Table 1 presents a brief summary of the ML techniques explored in identifying different types of mental illnesses via social media posts.

From the survey, it is seen that few studies examined the performance of DNNs with different data balancing and feature selection approaches for mental illness prediction. Most of the approaches used in mental health research often include binary distinctions. Multiclass classification could offer a more nuanced understanding by recognizing multiple co-occurring disorders or varying severity levels within a single diagnosis. To overcome these research gaps, this research endeavor aims to develop a sophisticated deep learning model capable of identifying a wide array of mental disorders, including depression, anxiety, bipolar disorder, Post-Traumatic Stress Disorder (PTSD), schizophrenia, suicidal ideation, and a neutral category. The proposed methodology leverages the power of Long-Short Term Memory (LSTM) architecture, enhanced with data balancing techniques, within a sophisticated multiclass classification framework. Unlike many studies that focus on detecting the presence or absence of a single mental health condition, this project aims to classify users into a range of potential mental illnesses with the nuanced expressions and linguistic patterns found in user-generated text. Recognizing the challenges posed by imbalanced datasets in mental health research, this study also investigates the impact of data balancing techniques on model performance by using different target values. The effectiveness of the LSTM-based model is validated by comparing its performance against three traditional ML models: LR, RF, and Multinomial Naive Bayes’ (MNB). Furthermore, to bridge the gap between textual data and machine learning algorithms, two prominent vectorization techniques, CountVectorizer and Term Frequency-Inverse Document Frequency (TF-IDF) Vectorizer, are utilized in the experimentation. The performance of all the models is evaluated both with and without feature selection using the Chi-square technique over a comprehensive dataset named the “Reddit Mental Health Dataset”, comprising a diverse collection of user posts from mental health communities on the popular platform of Reddit. By analyzing this rich dataset, we seek to determine whether a user exhibits linguistic markers indicative of a specific mental illness.

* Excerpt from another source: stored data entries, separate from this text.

//! Billing Service entry point.

use billing_service::config::BillingConfig;
use billing_service::startup::Application;

use service_core::observability::init_tracing;
use tokio::signal;

async fn shutdown_signal() {
    let ctrl_c = async {
        signal::ctrl_c()
            .await
            .expect("Failed to install Ctrl+C handler");
    };

    #[cfg(unix)]
    let terminate = async {
        signal::unix::signal(signal::unix::SignalKind::terminate())
            .expect("Failed to install SIGTERM handler")
            .recv()
            .await;
    };

    #[cfg(not(unix))]
    let terminate = std::future::pending::<()>();

    tokio::select! {
        _ = ctrl_c => {},
        _ = terminate => {},
    }

    tracing::info!("Shutdown signal received, starting graceful shutdown");
}

#[tokio::main]
async fn main() -> std::io::Result<()> {
    let config = BillingConfig::from_env().map_err(|e| {
        eprintln!("Failed to load configuration: {:#}", e);
        std::io::Error::other(format!("Configuration error: {}", e))
    })?;

    init_tracing(
        &config.service_name,
        &config.log_level,
        config.otlp_endpoint.as_deref(),
    );

    tracing::info!(
        version = env!("CARGO_PKG_VERSION"),
        otlp_endpoint = ?config.otlp_endpoint,
        "Starting billing-service"
    );

    // Log configuration (mask sensitive values)
    tracing::info!(
        service_name = %config.service_name,
        http_port = %config.common.port,
        db_max_connections = %config.database.max_connections,
        db_min_connections = %config.database.min_connections,
        stripe_api_base = %config.stripe.api_base_url,
        currency = %config.stripe.currency,
        "Configuration loaded"
    );

    let app = Application::build(config).await.map_err(|e| {
        tracing::error!(error = %e, "Failed to build application");
        std::io::Error::other(format!("Application build error: {}", e))
    })?;

    tokio::select! {
        result = app.run_until_stopped() => {
            if let Err(e) = result {
                tracing::error!(error = %e, "Application error");
                return Err(e);
            }
        }
        _ = shutdown_signal() => {
            tracing::info!("Graceful shutdown initiated");
        }
    }

    tracing::info!("Service shutdown complete");
    Ok(())
}
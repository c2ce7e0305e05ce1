use axum::extract::MatchedPath;
use axum::{extract::Request, middleware::Next, response::Response};
use once_cell::sync::Lazy;
use prometheus::{
    HistogramVec, IntCounterVec, histogram_opts, opts, register_histogram_vec,
    register_int_counter_vec,
};
use std::time::Instant;

/// HTTP requests by method, route template and status.
pub static HTTP_REQUESTS_TOTAL: Lazy<IntCounterVec> = Lazy::new(|| {
    register_int_counter_vec!(
        opts!("http_requests_total", "Total HTTP requests"),
        &["method", "path", "status"]
    )
    .expect("Failed to register HTTP_REQUESTS_TOTAL")
});

/// HTTP request latency by method and route template.
pub static HTTP_REQUEST_DURATION: Lazy<HistogramVec> = Lazy::new(|| {
    register_histogram_vec!(
        histogram_opts!(
            "http_request_duration_seconds",
            "HTTP request duration",
            vec![0.005, 0.01, 0.025, 0.05, 0.1, 0.25, 0.5, 1.0, 2.5, 5.0]
        ),
        &["method", "path"]
    )
    .expect("Failed to register HTTP_REQUEST_DURATION")
});

/// Records request count and latency into the default prometheus registry.
///
/// The route template (`/owners/:owner_id/...`) is used as the path label so
/// ids do not explode label cardinality.
pub async fn metrics_middleware(req: Request, next: Next) -> Response {
    let start = Instant::now();
    let method = req.method().to_string();
    let path = req
        .extensions()
        .get::<MatchedPath>()
        .map(|p| p.as_str().to_string())
        .unwrap_or_else(|| "unmatched".to_string());

    let response = next.run(req).await;

    let status = response.status().as_u16().to_string();

    HTTP_REQUESTS_TOTAL
        .with_label_values(&[&method, &path, &status])
        .inc();
    HTTP_REQUEST_DURATION
        .with_label_values(&[&method, &path])
        .observe(start.elapsed().as_secs_f64());

    response
}
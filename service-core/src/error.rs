use axum::{
    Json,
    http::StatusCode,
    response::{IntoResponse, Response},
};
use serde::Serialize;
use thiserror::Error;

#[derive(Debug, Error)]
pub enum AppError {
    #[error("Bad request: {0}")]
    BadRequest(anyhow::Error),

    #[error("Not found: {0}")]
    NotFound(anyhow::Error),

    #[error("Forbidden: {0}")]
    Forbidden(anyhow::Error),

    #[error("Conflict: {0}")]
    Conflict(anyhow::Error),

    #[error("Internal server error: {0}")]
    InternalError(#[from] anyhow::Error),

    #[error("Bad Gateway: {0}")]
    BadGateway(String),

    #[error("Service Unavailable")]
    ServiceUnavailable,

    #[error("Database error: {0}")]
    DatabaseError(anyhow::Error),

    #[error("Configuration error: {0}")]
    ConfigError(anyhow::Error),
}

impl AppError {
    /// HTTP status this error is rendered with.
    pub fn status_code(&self) -> StatusCode {
        match self {
            AppError::BadRequest(_) => StatusCode::BAD_REQUEST,
            AppError::NotFound(_) => StatusCode::NOT_FOUND,
            AppError::Forbidden(_) => StatusCode::FORBIDDEN,
            AppError::Conflict(_) => StatusCode::CONFLICT,
            AppError::BadGateway(_) => StatusCode::BAD_GATEWAY,
            AppError::ServiceUnavailable => StatusCode::SERVICE_UNAVAILABLE,
            AppError::InternalError(_) | AppError::DatabaseError(_) | AppError::ConfigError(_) => {
                StatusCode::INTERNAL_SERVER_ERROR
            }
        }
    }
}

impl From<config::ConfigError> for AppError {
    fn from(err: config::ConfigError) -> Self {
        AppError::ConfigError(anyhow::Error::new(err))
    }
}

impl From<std::io::Error> for AppError {
    fn from(err: std::io::Error) -> Self {
        AppError::InternalError(anyhow::Error::new(err))
    }
}

impl IntoResponse for AppError {
    fn into_response(self) -> Response {
        #[derive(Serialize)]
        struct ErrorResponse {
            error: String,
            #[serde(skip_serializing_if = "Option::is_none")]
            details: Option<String>,
        }

        let status = self.status_code();
        let (error_message, details) = match self {
            AppError::BadRequest(err)
            | AppError::NotFound(err)
            | AppError::Forbidden(err)
            | AppError::Conflict(err) => (err.to_string(), None),
            AppError::InternalError(err) => (
                "Internal server error".to_string(),
                Some(format!("{:#?}", err)),
            ),
            AppError::BadGateway(msg) => (format!("Bad Gateway: {}", msg), None),
            AppError::ServiceUnavailable => ("Service unavailable".to_string(), None),
            AppError::DatabaseError(err) => ("Database error".to_string(), Some(err.to_string())),
            AppError::ConfigError(err) => {
                ("Configuration error".to_string(), Some(err.to_string()))
            }
        };

        (
            status,
            Json(ErrorResponse {
                error: error_message,
                details,
            }),
        )
            .into_response()
    }
}
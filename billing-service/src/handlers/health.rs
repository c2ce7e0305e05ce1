//! Health, readiness and metrics endpoints.

use axum::{extract::State, http::StatusCode, response::IntoResponse, Json};
use serde_json::json;

use crate::services::get_metrics;
use crate::startup::AppState;

/// Health check endpoint for Docker/K8s liveness probes.
pub async fn health_check(State(state): State<AppState>) -> impl IntoResponse {
    match state.billing.subscription_store().health_check().await {
        Ok(_) => {
            tracing::debug!("Health check passed");
            (
                StatusCode::OK,
                Json(json!({
                    "status": "ok",
                    "service": "billing-service",
                    "version": env!("CARGO_PKG_VERSION")
                })),
            )
        }
        Err(e) => {
            tracing::warn!(error = %e, "Health check failed - store unavailable");
            (
                StatusCode::SERVICE_UNAVAILABLE,
                Json(json!({
                    "status": "unhealthy",
                    "service": "billing-service",
                    "error": e.to_string()
                })),
            )
        }
    }
}

/// Readiness check endpoint for K8s readiness probes.
pub async fn readiness_check(State(state): State<AppState>) -> impl IntoResponse {
    match state.billing.subscription_store().health_check().await {
        Ok(_) => StatusCode::OK,
        Err(e) => {
            tracing::warn!(error = %e, "Readiness check failed");
            StatusCode::SERVICE_UNAVAILABLE
        }
    }
}

/// Metrics endpoint for Prometheus scraping.
pub async fn metrics_handler() -> impl IntoResponse {
    (
        StatusCode::OK,
        [("content-type", "text/plain; charset=utf-8")],
        get_metrics(),
    )
}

The main contributions are listed as follows:

A multiclass classification framework is developed using LSTM to identify a wide array of mental disorders, including depression, anxiety, bipolar disorder, Post-Traumatic Stress Disorder (PTSD), schizophrenia, suicidal ideation, and a neutral category.
The effectiveness of the LSTM-based model is also validated by comparing its performance against three traditional ML models, LR, RF, and MNB.
Along with feature engineering, this study also examines how data balancing improves LSTM’s performance in handling the multiclass classification problem with an unbalanced dataset.

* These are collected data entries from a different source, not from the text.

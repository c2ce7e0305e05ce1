//! Persistence contracts for owners and subscriptions.

use async_trait::async_trait;
use service_core::error::AppError;
use uuid::Uuid;

use crate::models::{Billable, Subscription};

/// Loads and saves billable owners.
#[async_trait]
pub trait BillableStore<B: Billable>: Send + Sync {
    async fn get_billable(&self, billable_id: Uuid) -> Result<Option<B>, AppError>;

    /// Persist the owner's current field values.
    async fn save_billable(&self, billable: &B) -> Result<(), AppError>;
}

/// Loads and saves subscription rows.
#[async_trait]
pub trait SubscriptionStore: Send + Sync {
    async fn create_subscription(&self, subscription: &Subscription) -> Result<(), AppError>;

    async fn get_subscription(&self, subscription_id: Uuid)
        -> Result<Option<Subscription>, AppError>;

    /// Persist the subscription's current field values.
    async fn save_subscription(&self, subscription: &Subscription) -> Result<(), AppError>;

    /// All subscriptions of an owner, most recently created first.
    async fn list_subscriptions(&self, owner_id: Uuid) -> Result<Vec<Subscription>, AppError>;

    async fn health_check(&self) -> Result<(), AppError> {
        Ok(())
    }
}
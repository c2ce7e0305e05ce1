use crate::error::AppError;
use config::{Config as Cfg, File};
use serde::Deserialize;

/// Settings shared by every service binary.
#[derive(Debug, Deserialize, Clone)]
pub struct Config {
    #[serde(default = "default_port")]
    pub port: u16,
}

fn default_port() -> u16 {
    8080
}

impl Config {
    /// Load from an optional `configuration` file, then `APP__*` environment variables.
    pub fn load() -> Result<Self, AppError> {
        Self::load_with_prefix("APP")
    }

    pub fn load_with_prefix(prefix: &str) -> Result<Self, AppError> {
        dotenvy::dotenv().ok();

        let config = Cfg::builder()
            .add_source(File::with_name("configuration").required(false))
            .add_source(config::Environment::with_prefix(prefix).separator("__"))
            .build()?;

        Ok(config.try_deserialize()?)
    }
}

#[cfg(test)]
mod tests {
    use super::*;

    #[test]
    fn falls_back_to_default_port() {
        let config = Config::load_with_prefix("SERVICE_CORE_CONFIG_TEST").unwrap();
        assert_eq!(config.port, 8080);
    }
}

The next section provides a structured schematic layout of the deployed model along with a comprehensive overview of the methodologies employed. Section 3 provides insights into the system’s specifications, parameters, and functions employed during model implementation and the analysis of the outcomes of different models. Finally, Section 4 concludes the work, acknowledging the limitations of the study and outlining the potential avenues for future research directions.

2. Materials and Methods

This section begins with a detailed description of data sources and preprocessing steps. It encompasses the application and methodology of all the models.

2.1. Dataset Description

This study uses a publicly available dataset named the “Reddit Mental Health Dataset” from the social networking site called “Reddit” for analysis, validation, and model creation. Reddit is a social media platform comprising user-generated content organized into themed communities called “subreddits” [28]. Users can post, share, and discuss content ranging from news and entertainment to niche interests. The original dataset contains posts from 28 subreddits from 2018 to 2020. We use a small piece of data for analysis from the original dataset that comprises 6 different classes of mental illnesses, which are anxiety, bipolar disorder, depression, PTSD, schizophrenia, and suicide, and a set of neutral data classes for the year 2019 only. Table 2 shows the number of posts from each class in the dataset. A pie chart representing the distribution of the number of posts in each class is shown in Figure 1.

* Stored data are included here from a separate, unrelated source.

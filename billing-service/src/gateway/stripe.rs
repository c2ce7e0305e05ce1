//! Stripe payment gateway client.
//!
//! Talks to the Stripe REST API with form-encoded bodies and bearer
//! authentication.

use async_trait::async_trait;
use reqwest::{Client, Method, RequestBuilder};
use secrecy::ExposeSecret;
use serde::de::DeserializeOwned;
use std::collections::BTreeMap;
use std::time::Instant;
use tracing::{debug, error, info, instrument};

use crate::config::StripeConfig;
use crate::gateway::types::*;
use crate::gateway::{GatewayError, PaymentGateway};
use crate::models::{BillingCycleAnchor, Card, PaymentSource};
use crate::services::metrics::{record_gateway_request, record_gateway_request_duration};

/// Stripe client for interacting with the Stripe API.
#[derive(Clone)]
pub struct StripeClient {
    client: Client,
    config: StripeConfig,
}

/// Ordered form parameters using Stripe's bracket notation for nesting.
#[derive(Debug, Default)]
struct Form(Vec<(String, String)>);

impl Form {
    fn new() -> Self {
        Self::default()
    }

    fn push(&mut self, key: impl Into<String>, value: impl ToString) -> &mut Self {
        self.0.push((key.into(), value.to_string()));
        self
    }

    fn push_opt<V: ToString>(&mut self, key: &str, value: Option<V>) -> &mut Self {
        if let Some(value) = value {
            self.push(key, value);
        }
        self
    }

    fn metadata(&mut self, metadata: &BTreeMap<String, String>) -> &mut Self {
        for (key, value) in metadata {
            self.push(format!("metadata[{}]", key), value);
        }
        self
    }

    fn list(&mut self, params: &ListParams) -> &mut Self {
        self.push("limit", params.limit)
            .push_opt("starting_after", params.starting_after.as_deref())
            .push_opt("ending_before", params.ending_before.as_deref())
    }

    fn pairs(&self) -> &[(String, String)] {
        &self.0
    }
}

fn trial_end_param(trial_end: TrialEnd) -> String {
    match trial_end {
        TrialEnd::Now => "now".to_string(),
        TrialEnd::At(at) => at.timestamp().to_string(),
    }
}

fn anchor_param(anchor: BillingCycleAnchor) -> String {
    match anchor {
        BillingCycleAnchor::Now => "now".to_string(),
        BillingCycleAnchor::At(at) => at.timestamp().to_string(),
    }
}

fn subscription_update_form(update: &SubscriptionUpdate) -> Form {
    let mut form = Form::new();
    form.push_opt("plan", update.plan.as_deref())
        .push_opt("quantity", update.quantity)
        .push_opt("prorate", update.prorate)
        .push_opt("trial_end", update.trial_end.map(trial_end_param))
        .push_opt(
            "billing_cycle_anchor",
            update.billing_cycle_anchor.map(anchor_param),
        );
    form
}

impl StripeClient {
    /// Create a new Stripe client.
    pub fn new(config: StripeConfig) -> Self {
        Self {
            client: Client::new(),
            config,
        }
    }

    /// Check if Stripe is configured (secret key is set).
    pub fn is_configured(&self) -> bool {
        !self.config.secret_key.expose_secret().is_empty()
    }

    fn url(&self, path: &str) -> String {
        format!("{}{}", self.config.api_base_url.trim_end_matches('/'), path)
    }

    fn request(&self, method: Method, path: &str) -> RequestBuilder {
        self.client
            .request(method, self.url(path))
            .bearer_auth(self.config.secret_key.expose_secret())
    }

    fn get(&self, path: &str, query: &Form) -> RequestBuilder {
        self.request(Method::GET, path).query(query.pairs())
    }

    fn post(&self, path: &str, form: &Form) -> RequestBuilder {
        self.request(Method::POST, path).form(form.pairs())
    }

    fn delete(&self, path: &str, form: &Form) -> RequestBuilder {
        self.request(Method::DELETE, path).form(form.pairs())
    }

    /// Send a request, record metrics, and decode the body or the error envelope.
    async fn send<T: DeserializeOwned>(
        &self,
        operation: &'static str,
        request: RequestBuilder,
    ) -> Result<T, GatewayError> {
        if !self.is_configured() {
            record_gateway_request(operation, "not_configured");
            return Err(GatewayError::NotConfigured);
        }

        let start = Instant::now();
        let result = self.exchange(operation, request).await;
        record_gateway_request_duration(operation, start.elapsed().as_secs_f64());

        match &result {
            Ok(_) => record_gateway_request(operation, "success"),
            Err(e) => record_gateway_request(operation, e.kind()),
        }

        result
    }

    async fn exchange<T: DeserializeOwned>(
        &self,
        operation: &'static str,
        request: RequestBuilder,
    ) -> Result<T, GatewayError> {
        let response = request.send().await.map_err(|e| {
            error!(operation, error = %e, "Stripe API request failed");
            GatewayError::Transport(e)
        })?;

        let status = response.status();
        let body = response.text().await?;

        debug!(operation, status = %status, "Stripe API response");

        if status.is_success() {
            serde_json::from_str(&body).map_err(|e| {
                error!(operation, error = %e, "Failed to parse Stripe response");
                GatewayError::Decode(e)
            })
        } else {
            let err = GatewayError::from_response(status.as_u16(), &body);
            error!(operation, status = %status, error = %err, "Stripe API error");
            Err(err)
        }
    }
}

#[async_trait]
impl PaymentGateway for StripeClient {
    #[instrument(skip(self, request))]
    async fn create_customer(&self, request: &CreateCustomer) -> Result<Customer, GatewayError> {
        let mut form = Form::new();
        form.push_opt("email", request.email.as_deref())
            .push_opt("description", request.description.as_deref())
            .push_opt("source", request.source.as_deref())
            .push_opt("coupon", request.coupon.as_deref())
            .metadata(&request.metadata);

        let customer: Customer = self
            .send("create_customer", self.post("/customers", &form))
            .await?;
        info!(customer_id = %customer.id, "Stripe customer created");
        Ok(customer)
    }

    #[instrument(skip(self))]
    async fn retrieve_customer(&self, customer_id: &str) -> Result<Customer, GatewayError> {
        self.send(
            "retrieve_customer",
            self.get(&format!("/customers/{}", customer_id), &Form::new()),
        )
        .await
    }

    #[instrument(skip(self, update))]
    async fn update_customer(
        &self,
        customer_id: &str,
        update: &UpdateCustomer,
    ) -> Result<Customer, GatewayError> {
        let mut form = Form::new();
        form.push_opt("default_source", update.default_source.as_deref())
            .push_opt("coupon", update.coupon.as_deref());

        self.send(
            "update_customer",
            self.post(&format!("/customers/{}", customer_id), &form),
        )
        .await
    }

    #[instrument(skip(self))]
    async fn retrieve_token(&self, token_id: &str) -> Result<Token, GatewayError> {
        self.send(
            "retrieve_token",
            self.get(&format!("/tokens/{}", token_id), &Form::new()),
        )
        .await
    }

    #[instrument(skip(self))]
    async fn create_source(
        &self,
        customer_id: &str,
        token_id: &str,
    ) -> Result<PaymentSource, GatewayError> {
        let mut form = Form::new();
        form.push("source", token_id);

        self.send(
            "create_source",
            self.post(&format!("/customers/{}/sources", customer_id), &form),
        )
        .await
    }

    #[instrument(skip(self))]
    async fn retrieve_source(
        &self,
        customer_id: &str,
        source_id: &str,
    ) -> Result<PaymentSource, GatewayError> {
        self.send(
            "retrieve_source",
            self.get(
                &format!("/customers/{}/sources/{}", customer_id, source_id),
                &Form::new(),
            ),
        )
        .await
    }

    #[instrument(skip(self, params))]
    async fn list_cards(
        &self,
        customer_id: &str,
        params: &ListParams,
    ) -> Result<List<Card>, GatewayError> {
        let mut query = Form::new();
        query.push("object", "card").list(params);

        self.send(
            "list_cards",
            self.get(&format!("/customers/{}/sources", customer_id), &query),
        )
        .await
    }

    #[instrument(skip(self))]
    async fn delete_source(
        &self,
        customer_id: &str,
        source_id: &str,
    ) -> Result<(), GatewayError> {
        let _: serde_json::Value = self
            .send(
                "delete_source",
                self.delete(
                    &format!("/customers/{}/sources/{}", customer_id, source_id),
                    &Form::new(),
                ),
            )
            .await?;
        Ok(())
    }

    #[instrument(skip(self, request), fields(amount = request.amount, currency = %request.currency))]
    async fn create_charge(&self, request: &ChargeRequest) -> Result<Charge, GatewayError> {
        let mut form = Form::new();
        form.push("amount", request.amount)
            .push("currency", &request.currency)
            .push_opt("customer", request.customer.as_deref())
            .push_opt("source", request.source.as_deref())
            .push_opt("description", request.description.as_deref())
            .push_opt("receipt_email", request.receipt_email.as_deref())
            .metadata(&request.metadata);

        let charge: Charge = self.send("create_charge", self.post("/charges", &form)).await?;
        info!(charge_id = %charge.id, amount = charge.amount, "Stripe charge created");
        Ok(charge)
    }

    #[instrument(skip(self, request), fields(charge = %request.charge))]
    async fn create_refund(&self, request: &RefundRequest) -> Result<Refund, GatewayError> {
        let mut form = Form::new();
        form.push("charge", &request.charge)
            .push_opt("amount", request.amount)
            .push_opt("reason", request.reason.as_deref())
            .metadata(&request.metadata);

        self.send("create_refund", self.post("/refunds", &form)).await
    }

    #[instrument(skip(self, request), fields(customer = %request.customer))]
    async fn create_invoice_item(
        &self,
        request: &InvoiceItemRequest,
    ) -> Result<InvoiceItem, GatewayError> {
        let mut form = Form::new();
        form.push("customer", &request.customer)
            .push("amount", request.amount)
            .push("currency", &request.currency)
            .push("description", &request.description)
            .metadata(&request.metadata);

        self.send("create_invoice_item", self.post("/invoiceitems", &form))
            .await
    }

    #[instrument(skip(self))]
    async fn create_invoice(&self, customer_id: &str) -> Result<RemoteInvoice, GatewayError> {
        let mut form = Form::new();
        form.push("customer", customer_id);

        self.send("create_invoice", self.post("/invoices", &form)).await
    }

    #[instrument(skip(self))]
    async fn pay_invoice(&self, invoice_id: &str) -> Result<RemoteInvoice, GatewayError> {
        self.send(
            "pay_invoice",
            self.post(&format!("/invoices/{}/pay", invoice_id), &Form::new()),
        )
        .await
    }

    #[instrument(skip(self))]
    async fn upcoming_invoice(&self, customer_id: &str) -> Result<RemoteInvoice, GatewayError> {
        let mut query = Form::new();
        query.push("customer", customer_id);

        self.send("upcoming_invoice", self.get("/invoices/upcoming", &query))
            .await
    }

    #[instrument(skip(self))]
    async fn retrieve_invoice(&self, invoice_id: &str) -> Result<RemoteInvoice, GatewayError> {
        self.send(
            "retrieve_invoice",
            self.get(&format!("/invoices/{}", invoice_id), &Form::new()),
        )
        .await
    }

    #[instrument(skip(self, params))]
    async fn list_invoices(
        &self,
        customer_id: &str,
        params: &ListParams,
    ) -> Result<List<RemoteInvoice>, GatewayError> {
        let mut query = Form::new();
        query.push("customer", customer_id).list(params);

        self.send("list_invoices", self.get("/invoices", &query)).await
    }

    #[instrument(skip(self, request), fields(customer = %request.customer, plan = %request.plan))]
    async fn create_subscription(
        &self,
        request: &CreateSubscriptionRequest,
    ) -> Result<RemoteSubscription, GatewayError> {
        let mut form = Form::new();
        form.push("customer", &request.customer)
            .push("plan", &request.plan)
            .push("quantity", request.quantity)
            .push_opt("trial_end", request.trial_end.map(trial_end_param))
            .push_opt("coupon", request.coupon.as_deref())
            .push_opt("tax_percent", request.tax_percent);

        let subscription: RemoteSubscription = self
            .send("create_subscription", self.post("/subscriptions", &form))
            .await?;
        info!(subscription_id = %subscription.id, "Stripe subscription created");
        Ok(subscription)
    }

    #[instrument(skip(self))]
    async fn retrieve_subscription(
        &self,
        subscription_id: &str,
    ) -> Result<RemoteSubscription, GatewayError> {
        self.send(
            "retrieve_subscription",
            self.get(&format!("/subscriptions/{}", subscription_id), &Form::new()),
        )
        .await
    }

    #[instrument(skip(self, update))]
    async fn update_subscription(
        &self,
        subscription_id: &str,
        update: &SubscriptionUpdate,
    ) -> Result<RemoteSubscription, GatewayError> {
        self.send(
            "update_subscription",
            self.post(
                &format!("/subscriptions/{}", subscription_id),
                &subscription_update_form(update),
            ),
        )
        .await
    }

    #[instrument(skip(self))]
    async fn cancel_subscription(
        &self,
        subscription_id: &str,
        at_period_end: bool,
    ) -> Result<RemoteSubscription, GatewayError> {
        let mut form = Form::new();
        if at_period_end {
            form.push("at_period_end", true);
        }

        self.send(
            "cancel_subscription",
            self.delete(&format!("/subscriptions/{}", subscription_id), &form),
        )
        .await
    }
}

2.2. Proposed Model for Predicting Type of Mental Illness Through Social Media Post Analysis

Figure 2 shows a schematic layout of the proposed model. The model starts with data preprocessing, a crucial step for text analysis. Here, social media data undergo cleaning to remove noise and inconsistencies. This includes eliminating unnecessary characters, abbreviations, emojis, and punctuation. Additionally, stop words and duplicate entries are removed, and spelling errors are corrected. Lemmatization and tokenization further refine the data by converting words to their base forms and splitting text into individual units.

To transform text into numerical data suitable for machine learning algorithms, two techniques are used: the count vectorizer and TF-IDF vectorizer. The count vectorizer creates a matrix based on word frequencies, while TF-IDF assigns weights to words based on their importance within a document and across the entire dataset. Three traditional ML models, namely LR, RF, and MNB, are initially implemented, followed by an LSTM model for multiclass classification. Following that, the effects of feature selection (using Chi-square) and class balancing techniques on the performance of both traditional ML models and the LSTM model designed for multiclass classification purposes are evaluated. In pursuit of optimal model performance, the model undergoes evaluation both with and without feature selection using the Chi-square technique. Chi-square FS serves as a valuable tool for identifying and retaining the most relevant features by assessing the statistical dependence between features and the target variable (mental health category). By focusing on the most informative aspects of the text data, this technique can substantially improve the model’s ability to discern patterns and make accurate predictions. Moreover, the pervasive issue of class imbalance, frequently encountered in social media data, is explicitly addressed after selecting relevant features. Table 2 makes clear how imbalanced the dataset used in the study is. So, the model is rigorously tested on both unbalanced and balanced datasets to ensure robustness and fairness.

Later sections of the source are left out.